Activity
Your output should be the entries below, from the first line up to and including the line with "use thiserror::Error;", reproduced exactly and with no other lines.
:: Materials provided ::
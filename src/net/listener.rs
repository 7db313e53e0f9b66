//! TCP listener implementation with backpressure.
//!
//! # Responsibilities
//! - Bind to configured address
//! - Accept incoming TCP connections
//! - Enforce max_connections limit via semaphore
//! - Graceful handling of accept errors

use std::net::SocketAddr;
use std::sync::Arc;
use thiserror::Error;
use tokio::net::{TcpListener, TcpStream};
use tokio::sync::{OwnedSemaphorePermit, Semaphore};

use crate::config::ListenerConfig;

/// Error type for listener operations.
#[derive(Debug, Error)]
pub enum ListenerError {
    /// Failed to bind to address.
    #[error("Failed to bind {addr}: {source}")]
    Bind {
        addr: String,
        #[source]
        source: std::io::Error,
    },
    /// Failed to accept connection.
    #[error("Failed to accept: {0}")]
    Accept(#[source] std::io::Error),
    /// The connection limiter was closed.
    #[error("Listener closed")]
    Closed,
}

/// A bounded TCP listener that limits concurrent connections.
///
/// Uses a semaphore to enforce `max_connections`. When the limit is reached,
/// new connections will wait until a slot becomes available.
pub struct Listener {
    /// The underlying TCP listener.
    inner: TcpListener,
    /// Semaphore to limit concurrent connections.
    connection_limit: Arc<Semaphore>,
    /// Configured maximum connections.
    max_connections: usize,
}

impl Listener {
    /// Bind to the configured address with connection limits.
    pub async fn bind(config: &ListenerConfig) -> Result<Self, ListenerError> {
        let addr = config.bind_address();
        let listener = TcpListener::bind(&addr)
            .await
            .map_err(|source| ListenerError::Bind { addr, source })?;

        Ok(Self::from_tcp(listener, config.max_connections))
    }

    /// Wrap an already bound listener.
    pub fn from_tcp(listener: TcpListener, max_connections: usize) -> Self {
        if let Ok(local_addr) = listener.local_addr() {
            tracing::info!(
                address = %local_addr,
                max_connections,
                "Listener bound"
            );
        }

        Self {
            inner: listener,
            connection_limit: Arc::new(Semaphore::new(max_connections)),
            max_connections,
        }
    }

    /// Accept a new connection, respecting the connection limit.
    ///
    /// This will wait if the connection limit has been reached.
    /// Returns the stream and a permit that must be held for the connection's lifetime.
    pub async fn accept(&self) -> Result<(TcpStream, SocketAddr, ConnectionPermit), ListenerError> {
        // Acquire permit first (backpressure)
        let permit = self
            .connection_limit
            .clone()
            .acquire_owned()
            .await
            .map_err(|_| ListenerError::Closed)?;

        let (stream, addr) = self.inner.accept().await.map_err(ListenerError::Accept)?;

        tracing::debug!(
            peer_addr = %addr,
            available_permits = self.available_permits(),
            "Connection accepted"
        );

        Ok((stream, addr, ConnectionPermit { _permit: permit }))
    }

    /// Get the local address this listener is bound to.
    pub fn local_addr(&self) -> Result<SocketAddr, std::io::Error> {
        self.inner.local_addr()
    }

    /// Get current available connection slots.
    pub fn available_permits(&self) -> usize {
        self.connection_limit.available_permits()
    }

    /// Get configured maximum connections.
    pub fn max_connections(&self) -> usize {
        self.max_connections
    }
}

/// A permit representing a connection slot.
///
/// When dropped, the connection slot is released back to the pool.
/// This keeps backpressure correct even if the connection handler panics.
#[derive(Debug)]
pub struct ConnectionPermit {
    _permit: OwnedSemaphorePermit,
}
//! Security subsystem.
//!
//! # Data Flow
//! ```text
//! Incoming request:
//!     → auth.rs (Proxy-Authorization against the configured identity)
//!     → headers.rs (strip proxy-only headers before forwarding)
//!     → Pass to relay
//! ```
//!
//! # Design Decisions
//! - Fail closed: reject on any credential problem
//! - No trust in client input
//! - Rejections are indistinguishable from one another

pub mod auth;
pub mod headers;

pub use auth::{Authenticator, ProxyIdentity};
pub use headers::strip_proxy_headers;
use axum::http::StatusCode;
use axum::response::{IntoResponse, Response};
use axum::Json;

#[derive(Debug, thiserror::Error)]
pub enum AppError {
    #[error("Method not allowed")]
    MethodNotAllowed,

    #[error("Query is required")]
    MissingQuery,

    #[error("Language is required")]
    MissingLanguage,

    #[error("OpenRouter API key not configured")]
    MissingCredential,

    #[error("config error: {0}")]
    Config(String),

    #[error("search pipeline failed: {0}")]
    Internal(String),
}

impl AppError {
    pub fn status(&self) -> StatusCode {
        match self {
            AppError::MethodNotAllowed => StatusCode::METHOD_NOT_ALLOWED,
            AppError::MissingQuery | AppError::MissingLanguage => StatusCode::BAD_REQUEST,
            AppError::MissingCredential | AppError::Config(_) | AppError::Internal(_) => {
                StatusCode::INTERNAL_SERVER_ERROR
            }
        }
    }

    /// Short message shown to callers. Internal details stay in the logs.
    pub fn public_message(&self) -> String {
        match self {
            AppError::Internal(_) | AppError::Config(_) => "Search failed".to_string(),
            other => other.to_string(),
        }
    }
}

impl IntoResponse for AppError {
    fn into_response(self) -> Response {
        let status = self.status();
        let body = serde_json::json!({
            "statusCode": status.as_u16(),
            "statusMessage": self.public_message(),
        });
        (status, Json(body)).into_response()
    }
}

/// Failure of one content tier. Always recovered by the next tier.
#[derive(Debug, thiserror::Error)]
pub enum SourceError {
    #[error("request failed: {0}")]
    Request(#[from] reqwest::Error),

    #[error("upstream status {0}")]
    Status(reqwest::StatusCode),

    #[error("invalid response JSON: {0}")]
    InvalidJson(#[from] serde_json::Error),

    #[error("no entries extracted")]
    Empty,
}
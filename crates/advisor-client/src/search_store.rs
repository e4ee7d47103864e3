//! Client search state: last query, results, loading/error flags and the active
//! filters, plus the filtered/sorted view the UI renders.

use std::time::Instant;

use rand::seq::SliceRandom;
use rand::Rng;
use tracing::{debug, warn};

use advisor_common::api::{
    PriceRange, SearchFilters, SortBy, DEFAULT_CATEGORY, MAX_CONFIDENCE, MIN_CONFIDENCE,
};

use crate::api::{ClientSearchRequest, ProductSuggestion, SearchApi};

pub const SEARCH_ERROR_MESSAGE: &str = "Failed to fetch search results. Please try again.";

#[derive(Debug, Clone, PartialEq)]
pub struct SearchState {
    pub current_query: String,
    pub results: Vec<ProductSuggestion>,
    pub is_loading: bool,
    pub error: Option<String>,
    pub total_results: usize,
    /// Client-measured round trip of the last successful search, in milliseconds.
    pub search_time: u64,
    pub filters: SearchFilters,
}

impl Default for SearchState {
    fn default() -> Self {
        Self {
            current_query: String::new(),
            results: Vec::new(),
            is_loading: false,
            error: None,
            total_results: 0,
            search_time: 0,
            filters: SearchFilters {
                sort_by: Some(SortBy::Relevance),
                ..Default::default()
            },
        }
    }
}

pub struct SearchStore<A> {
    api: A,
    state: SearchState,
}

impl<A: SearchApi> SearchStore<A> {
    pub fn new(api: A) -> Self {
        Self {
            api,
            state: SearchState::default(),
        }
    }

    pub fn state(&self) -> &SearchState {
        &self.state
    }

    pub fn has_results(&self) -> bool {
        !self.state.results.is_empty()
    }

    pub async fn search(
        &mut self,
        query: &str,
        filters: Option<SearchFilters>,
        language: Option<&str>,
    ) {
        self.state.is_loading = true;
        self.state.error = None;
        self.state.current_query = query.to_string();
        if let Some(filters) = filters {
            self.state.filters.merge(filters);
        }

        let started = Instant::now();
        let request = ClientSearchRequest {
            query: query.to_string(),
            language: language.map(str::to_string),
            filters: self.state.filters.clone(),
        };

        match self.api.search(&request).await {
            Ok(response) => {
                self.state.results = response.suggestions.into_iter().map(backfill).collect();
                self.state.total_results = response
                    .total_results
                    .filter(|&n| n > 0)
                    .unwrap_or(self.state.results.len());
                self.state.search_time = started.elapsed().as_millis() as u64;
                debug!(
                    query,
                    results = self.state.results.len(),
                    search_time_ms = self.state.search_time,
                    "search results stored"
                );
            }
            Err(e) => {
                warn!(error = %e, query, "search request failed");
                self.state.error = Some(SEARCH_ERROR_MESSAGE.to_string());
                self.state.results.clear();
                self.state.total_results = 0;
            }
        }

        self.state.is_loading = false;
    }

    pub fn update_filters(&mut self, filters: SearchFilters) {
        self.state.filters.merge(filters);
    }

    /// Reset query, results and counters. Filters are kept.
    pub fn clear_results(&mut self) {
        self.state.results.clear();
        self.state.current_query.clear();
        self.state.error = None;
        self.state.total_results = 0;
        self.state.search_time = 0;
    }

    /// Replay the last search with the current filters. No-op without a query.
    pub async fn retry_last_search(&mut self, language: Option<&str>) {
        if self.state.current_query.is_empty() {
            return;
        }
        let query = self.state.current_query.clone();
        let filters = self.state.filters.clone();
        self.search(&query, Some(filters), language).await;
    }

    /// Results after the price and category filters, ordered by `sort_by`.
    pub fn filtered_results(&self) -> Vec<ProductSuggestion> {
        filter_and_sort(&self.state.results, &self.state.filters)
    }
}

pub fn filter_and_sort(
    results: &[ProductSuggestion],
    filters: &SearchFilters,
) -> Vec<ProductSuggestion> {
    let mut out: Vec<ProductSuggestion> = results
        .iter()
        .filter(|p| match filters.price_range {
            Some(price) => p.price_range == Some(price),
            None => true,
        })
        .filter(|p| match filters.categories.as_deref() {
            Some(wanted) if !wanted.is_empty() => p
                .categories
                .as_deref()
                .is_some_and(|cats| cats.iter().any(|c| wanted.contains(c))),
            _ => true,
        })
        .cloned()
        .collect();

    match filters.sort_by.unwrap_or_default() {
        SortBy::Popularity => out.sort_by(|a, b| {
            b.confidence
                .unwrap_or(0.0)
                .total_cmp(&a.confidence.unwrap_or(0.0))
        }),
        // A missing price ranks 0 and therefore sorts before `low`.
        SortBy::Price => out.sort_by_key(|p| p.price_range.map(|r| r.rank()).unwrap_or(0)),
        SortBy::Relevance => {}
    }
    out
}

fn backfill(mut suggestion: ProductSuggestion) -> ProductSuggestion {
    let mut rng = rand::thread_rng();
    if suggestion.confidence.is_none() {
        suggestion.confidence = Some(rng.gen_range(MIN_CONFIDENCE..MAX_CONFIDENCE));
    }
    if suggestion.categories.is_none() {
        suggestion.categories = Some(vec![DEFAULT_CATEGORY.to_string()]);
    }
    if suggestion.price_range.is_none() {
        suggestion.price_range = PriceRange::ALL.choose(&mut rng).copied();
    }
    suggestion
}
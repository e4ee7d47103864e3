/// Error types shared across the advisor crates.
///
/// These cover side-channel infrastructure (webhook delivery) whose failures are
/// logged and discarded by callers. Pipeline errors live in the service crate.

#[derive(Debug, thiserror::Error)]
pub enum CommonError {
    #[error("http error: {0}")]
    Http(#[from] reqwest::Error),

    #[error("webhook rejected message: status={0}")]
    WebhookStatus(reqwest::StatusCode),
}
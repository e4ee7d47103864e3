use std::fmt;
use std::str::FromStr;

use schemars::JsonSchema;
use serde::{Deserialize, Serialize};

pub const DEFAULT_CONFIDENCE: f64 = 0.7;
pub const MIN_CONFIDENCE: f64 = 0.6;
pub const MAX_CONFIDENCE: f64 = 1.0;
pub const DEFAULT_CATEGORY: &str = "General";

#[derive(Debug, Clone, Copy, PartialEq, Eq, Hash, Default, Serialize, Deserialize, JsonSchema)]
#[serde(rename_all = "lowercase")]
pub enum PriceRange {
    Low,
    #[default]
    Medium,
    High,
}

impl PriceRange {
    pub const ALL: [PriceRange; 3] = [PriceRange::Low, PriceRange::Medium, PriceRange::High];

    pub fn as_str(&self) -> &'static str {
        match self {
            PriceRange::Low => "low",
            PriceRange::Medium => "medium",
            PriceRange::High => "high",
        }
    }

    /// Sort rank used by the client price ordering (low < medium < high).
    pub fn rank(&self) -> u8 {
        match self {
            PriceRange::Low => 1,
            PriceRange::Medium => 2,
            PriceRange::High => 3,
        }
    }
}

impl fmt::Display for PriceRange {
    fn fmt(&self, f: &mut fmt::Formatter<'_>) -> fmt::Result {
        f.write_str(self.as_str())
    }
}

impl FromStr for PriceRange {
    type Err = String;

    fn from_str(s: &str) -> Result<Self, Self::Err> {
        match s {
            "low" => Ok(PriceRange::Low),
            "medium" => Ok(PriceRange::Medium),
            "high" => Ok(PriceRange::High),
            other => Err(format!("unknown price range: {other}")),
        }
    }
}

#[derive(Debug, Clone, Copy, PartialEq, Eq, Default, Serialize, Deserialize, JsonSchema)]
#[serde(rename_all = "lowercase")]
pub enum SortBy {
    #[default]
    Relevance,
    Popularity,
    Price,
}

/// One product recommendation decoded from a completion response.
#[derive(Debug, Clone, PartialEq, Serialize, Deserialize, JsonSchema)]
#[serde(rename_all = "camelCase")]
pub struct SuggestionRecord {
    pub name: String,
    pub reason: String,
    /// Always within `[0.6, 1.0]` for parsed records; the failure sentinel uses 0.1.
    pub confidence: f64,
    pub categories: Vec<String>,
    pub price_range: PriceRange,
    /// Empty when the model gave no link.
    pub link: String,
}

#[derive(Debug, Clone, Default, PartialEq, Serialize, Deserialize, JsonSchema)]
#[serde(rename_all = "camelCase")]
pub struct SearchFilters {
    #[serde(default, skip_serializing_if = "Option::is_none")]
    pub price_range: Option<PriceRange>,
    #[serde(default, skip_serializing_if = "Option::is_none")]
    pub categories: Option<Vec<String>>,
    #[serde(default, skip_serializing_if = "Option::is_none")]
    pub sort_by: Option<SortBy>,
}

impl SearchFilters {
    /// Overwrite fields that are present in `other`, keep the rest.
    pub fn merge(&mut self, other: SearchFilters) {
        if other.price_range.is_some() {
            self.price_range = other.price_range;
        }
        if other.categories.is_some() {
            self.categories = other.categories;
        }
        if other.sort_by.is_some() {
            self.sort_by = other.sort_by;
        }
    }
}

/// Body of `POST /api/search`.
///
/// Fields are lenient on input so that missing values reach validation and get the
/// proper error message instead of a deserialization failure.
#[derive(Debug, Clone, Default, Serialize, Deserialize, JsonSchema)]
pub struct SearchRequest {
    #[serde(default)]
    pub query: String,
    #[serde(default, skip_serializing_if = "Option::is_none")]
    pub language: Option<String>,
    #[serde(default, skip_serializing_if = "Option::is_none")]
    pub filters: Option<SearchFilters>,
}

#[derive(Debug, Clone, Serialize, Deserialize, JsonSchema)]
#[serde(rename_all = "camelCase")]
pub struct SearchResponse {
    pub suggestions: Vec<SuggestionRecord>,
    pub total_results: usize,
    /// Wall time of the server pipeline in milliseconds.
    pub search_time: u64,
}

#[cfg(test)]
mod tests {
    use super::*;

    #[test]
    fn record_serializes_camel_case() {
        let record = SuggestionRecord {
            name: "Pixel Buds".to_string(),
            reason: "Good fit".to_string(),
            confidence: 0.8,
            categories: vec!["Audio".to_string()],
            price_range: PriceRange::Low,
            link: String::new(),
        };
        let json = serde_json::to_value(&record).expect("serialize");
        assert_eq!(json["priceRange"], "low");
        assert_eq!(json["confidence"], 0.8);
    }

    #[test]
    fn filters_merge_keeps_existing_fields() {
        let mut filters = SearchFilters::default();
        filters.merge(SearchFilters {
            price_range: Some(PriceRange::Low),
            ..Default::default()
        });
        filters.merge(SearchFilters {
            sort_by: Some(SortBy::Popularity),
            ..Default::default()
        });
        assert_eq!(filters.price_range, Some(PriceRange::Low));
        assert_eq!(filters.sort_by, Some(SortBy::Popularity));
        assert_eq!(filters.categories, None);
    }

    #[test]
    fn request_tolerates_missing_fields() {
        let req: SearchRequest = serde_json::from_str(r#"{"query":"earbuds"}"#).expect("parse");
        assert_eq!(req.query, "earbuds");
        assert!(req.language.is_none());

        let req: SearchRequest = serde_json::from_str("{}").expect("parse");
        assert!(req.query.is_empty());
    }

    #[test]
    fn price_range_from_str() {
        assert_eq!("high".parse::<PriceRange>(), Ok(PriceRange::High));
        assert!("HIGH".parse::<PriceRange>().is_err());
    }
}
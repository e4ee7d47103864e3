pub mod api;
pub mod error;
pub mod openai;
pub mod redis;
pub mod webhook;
:::
Solution for this task
filename src/net/listener.rs
repository 7db313e53e0f9b66
//! TCP listener implementation with backpressure.
//!
//! # Responsibilities
//! - Bind to configured address
//! - Accept incoming TCP connections
//! - Enforce max_connections limit via semaphore
//! - Graceful handling of accept errors

use std::net::SocketAddr;
use std::sync::Arc;
use thiserror::Error;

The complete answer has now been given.